TASK BRIEF
Quote exactly the lines from the start of the entries to the one with "77, source, 200).unwrap();", both ends included.

DATA SECTION
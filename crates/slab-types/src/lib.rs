// ─────────────────────────────────────────────────────────────────────
// SCPN Slab MC — Slab Types
// © 1998–2026 Miroslav Šotek. All rights reserved.
// Contact: www.anulum.li | protoscience@anulum.li
// ORCID: https://orcid.org/0009-0009-3560-0851
// License: GNU AGPL v3 | Commercial licensing available
// ─────────────────────────────────────────────────────────────────────
//! Shared types for the 1-D slab Monte Carlo eigenvalue code.

pub mod config;
pub mod error;
pub mod material;
#[cfg(test)]
mod tests {
    use super::*;
    use slab_geometry::Boundary;

    fn flat_bank(mesh: &Mesh, seed: u64, count: usize) -> BankSource {
        let guess = Field::uniform(mesh, 1.0);
        BankSource::from_field(&guess, mesh, seed, CONTROL_STREAM_BASE, count).unwrap()
    }

    #[test]
    fn test_rejects_zero_histories() {
        let mesh = Mesh::uniform(1.0, 1.0, 1).unwrap();
        let materials = Field::uniform(&mesh, CrossSections::new(0.5, 0.2, 0.3, 2.0));
        let source = flat_bank(&mesh, 1, 10);
        assert!(matches!(
            PowerIterator::new(&mesh, &mesh, &materials, 1, source, 0),
            Err(SlabError::Config(_))
        ));
    }

    #[test]
    fn test_rejects_invalid_materials() {
        let mesh = Mesh::uniform(1.0, 1.0, 1).unwrap();
        let materials = Field::uniform(&mesh, CrossSections::new(0.0, 0.0, 0.0, 2.0));
        let source = flat_bank(&mesh, 1, 10);
        assert!(matches!(
            PowerIterator::new(&mesh, &mesh, &materials, 1, source, 10),
            Err(SlabError::NonPositiveCrossSection { .. })
        ));
    }

    #[test]
    fn test_fixed_seed_reproduces_estimates() {
        let mesh = Mesh::uniform(2.0, 1.0, 4)
            .unwrap()
            .with_boundaries(Boundary::Reflecting, Boundary::Reflecting);
        let materials = Field::uniform(&mesh, CrossSections::new(0.3, 0.4, 0.3, 2.0));
        let mut runs = Vec::new();
        for _ in 0..2 {
            let source = flat_bank(&mesh, 77, 200);
            let mut iterator =
                PowerIterator::new(&mesh, &mesh, &materials, 77, source, 200).unwrap();
            runs.push(iterator.run(3, 5).unwrap());
        }
        assert_eq!(runs[0].active_estimates, runs[1].active_estimates);
        assert_eq!(runs[0].inactive_estimates, runs[1].inactive_estimates);
        assert_eq!(runs[0].mean_shape, runs[1].mean_shape);
    }

    #[test]
    fn test_extinct_source_drives_k_to_zero() {
        // No fission at all: the first cycle banks nothing, k drops to 0,
        // and the run still completes with empty-source cycles.
        let mesh = Mesh::uniform(1.0, 1.0, 2).unwrap();
        let materials = Field::uniform(&mesh, CrossSections::new(0.2, 0.0, 0.8, 0.0));
        let source = flat_bank(&mesh, 5, 50);
        let mut iterator = PowerIterator::new(&mesh, &mesh, &materials, 5, source, 50).unwrap();
        let run = iterator.run(2, 3).unwrap();
        assert_eq!(run.k, 0.0);
        assert!(run.active_estimates.iter().all(|&k| k == 0.0));
        assert!(run.entropy.iter().skip(1).all(|&h| h == 0.0));
    }

    #[test]
    fn test_series_lengths_and_splits() {
        let mesh = Mesh::uniform(2.0, 1.0, 2)
            .unwrap()
            .with_boundaries(Boundary::Reflecting, Boundary::Reflecting);
        let materials = Field::uniform(&mesh, CrossSections::new(0.0, 1.0, 0.0, 1.0));
        let source = flat_bank(&mesh, 9, 100);
        let mut iterator = PowerIterator::new(&mesh, &mesh, &materials, 9, source, 100).unwrap();
        let run = iterator.run(4, 6).unwrap();
        assert_eq!(run.inactive_estimates.len(), 4);
        assert_eq!(run.active_estimates.len(), 6);
        assert_eq!(run.entropy.len(), 10);
        assert_eq!(run.time.len(), 10);
        assert_eq!(run.tracks.len(), 10);
        assert_eq!(run.fom.len(), 6);
        assert_eq!(run.fom[0], 0.0);
        assert_eq!(run.mean_shape.len(), 2);
        // Track counts are cumulative.
        for pair in run.tracks.windows(2) {
            assert!(pair[1] >= pair[0]);
        }
    }

    #[test]
    fn test_histogram_source_on_coarser_shape_mesh() {
        use crate::hist::HistSource;
        // Shape statistics on a coarser discretization than the
        // histogram's own mesh must rebin, not mix vector lengths.
        let mesh = Mesh::uniform(20.0, 1.0, 20).unwrap();
        let disc_mesh = Mesh::uniform(20.0, 1.0, 10).unwrap();
        let materials = Field::uniform(&mesh, CrossSections::new(0.8, 0.2, 0.0, 5.0));
        let source = HistSource::from_weights(
            &mesh,
            Array1::from_elem(mesh.num_zones(), 1.0),
            31,
            CONTROL_STREAM_BASE,
        )
        .unwrap();
        let mut iterator =
            PowerIterator::new(&mesh, &disc_mesh, &materials, 31, source, 200).unwrap();
        let run = iterator.run(0, 2).unwrap();
        assert_eq!(run.mean_shape.len(), 10);
        assert_eq!(run.stddev_shape.len(), 10);
        assert!(run.k > 0.0);
    }

    #[test]
    fn test_config_driver_end_to_end() {
        use slab_types::config::{CycleConfig, GeometryConfig};
        let config = PowerConfig {
            geometry: GeometryConfig {
                length: Some(20.0),
                zones: 1,
                zone_widths: None,
                area: 1.0,
            },
            source_bins: 10,
            materials: vec![CrossSections::new(0.8, 0.2, 0.0, 5.0)],
            cycles: CycleConfig {
                inactive: 2,
                active: 3,
                histories: 100,
            },
            seed: 13,
        };
        let run = power_from_config(&config).unwrap();
        assert_eq!(run.active_estimates.len(), 3);
        assert!(run.k > 0.0);
        assert_eq!(run.mean_shape.len(), 10);
    }
}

OUTPUT OF THE EXERCISE
filename crates/slab-types/src/lib.rs
// ─────────────────────────────────────────────────────────────────────
// SCPN Slab MC — Slab Types
// © 1998–2026 Miroslav Šotek. All rights reserved.
// Contact: www.anulum.li | protoscience@anulum.li
// ORCID: https://orcid.org/0009-0009-3560-0851
// License: GNU AGPL v3 | Commercial licensing available
// ─────────────────────────────────────────────────────────────────────
//! Shared types for the 1-D slab Monte Carlo eigenvalue code.

pub mod config;
pub mod error;
pub mod material;
#[cfg(test)]
mod tests {
    use super::*;
    use slab_geometry::Boundary;

    fn flat_bank(mesh: &Mesh, seed: u64, count: usize) -> BankSource {
        let guess = Field::uniform(mesh, 1.0);
        BankSource::from_field(&guess, mesh, seed, CONTROL_STREAM_BASE, count).unwrap()
    }

    #[test]
    fn test_rejects_zero_histories() {
        let mesh = Mesh::uniform(1.0, 1.0, 1).unwrap();
        let materials = Field::uniform(&mesh, CrossSections::new(0.5, 0.2, 0.3, 2.0));
        let source = flat_bank(&mesh, 1, 10);
        assert!(matches!(
            PowerIterator::new(&mesh, &mesh, &materials, 1, source, 0),
            Err(SlabError::Config(_))
        ));
    }

    #[test]
    fn test_rejects_invalid_materials() {
        let mesh = Mesh::uniform(1.0, 1.0, 1).unwrap();
        let materials = Field::uniform(&mesh, CrossSections::new(0.0, 0.0, 0.0, 2.0));
        let source = flat_bank(&mesh, 1, 10);
        assert!(matches!(
            PowerIterator::new(&mesh, &mesh, &materials, 1, source, 10),
            Err(SlabError::NonPositiveCrossSection { .. })
        ));
    }

    #[test]
    fn test_fixed_seed_reproduces_estimates() {
        let mesh = Mesh::uniform(2.0, 1.0, 4)
            .unwrap()
            .with_boundaries(Boundary::Reflecting, Boundary::Reflecting);
        let materials = Field::uniform(&mesh, CrossSections::new(0.3, 0.4, 0.3, 2.0));
        let mut runs = Vec::new();
        for _ in 0..2 {
            let source = flat_bank(&mesh, 77, 200);
            let mut iterator =
                PowerIterator::new(&mesh, &mesh, &materials, 77, source, 200).unwrap();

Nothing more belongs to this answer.